Reaching wildly (well, it’s a journal of exploration), non-deterministic languages, though alien to human communication, might possibly be a better representation of how modern AI systems process information and might even serve as a more natural interface for AI-to-AI communication, where uncertainty and probability are fundamental to their reasoning and meaning itself appears more probabilistic.
The prototype here demonstrates how such a language might function with an awful lot of caveats — mostly my ignorance of the topic, cobbled together reading and to see the ideas you need a lot of linguistic gymnastics. Hopefully with time I can clear up some of this.
I would argue that as AI systems become more sophisticated, we may need to expand our understanding of what constitutes a “language” to include these non-deterministic communication systems.
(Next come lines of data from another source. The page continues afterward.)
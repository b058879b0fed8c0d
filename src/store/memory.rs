use super::{KeyValueStore, StoreError};
use serde_json::Value;
use std::collections::BTreeMap;
use std::sync::{Mutex, MutexGuard};

/// Volatile backend, for tests and sessions that should not touch disk
#[derive(Debug, Default)]
pub struct MemoryStore {
    blobs: Mutex<BTreeMap<String, Value>>,
}

impl MemoryStore {
    pub fn new() -> Self {
        Self::default()
    }

    pub fn keys(&self) -> Vec<String> {
        self.lock().keys().cloned().collect()
    }

    fn lock(&self) -> MutexGuard<'_, BTreeMap<String, Value>> {
        match self.blobs.lock() {
            Ok(guard) => guard,
            Err(poisoned) => poisoned.into_inner(),
        }
    }
}

impl KeyValueStore for MemoryStore {
    fn save(&self, key: &str, blob: &Value) -> Result<(), StoreError> {
        self.lock().insert(key.to_string(), blob.clone());
        Ok(())
    }

    fn load(&self, key: &str) -> Result<Option<Value>, StoreError> {
        Ok(self.lock().get(key).cloned())
    }

    fn clear(&self, key: &str) -> Result<(), StoreError> {
        self.lock().remove(key);
        Ok(())
    }

    fn clear_all(&self) -> Result<(), StoreError> {
        self.lock().clear();
        Ok(())
    }
}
We might even then be able to understand what we’ve taught these systems through our training data, assuming we’ve kept it open.
OR
This journal might just be a waste of time (likely) or I might be talking gibberish because I don’t understand the subject enough (highly likely, it’s a journal and I did warn you about reading it). The meaningfulness of this journal will change as I’m exposed to more words on the subject … oh, wait, hang on …
I can just hope my thinking in the open converges somewhere.
It still doesn’t change my argument that symbolic instructions are symbols that change the behaviour of the system and training data should be open sourced in an open source AI. But the demands for a language opens up interesting possibilities. Thank you John.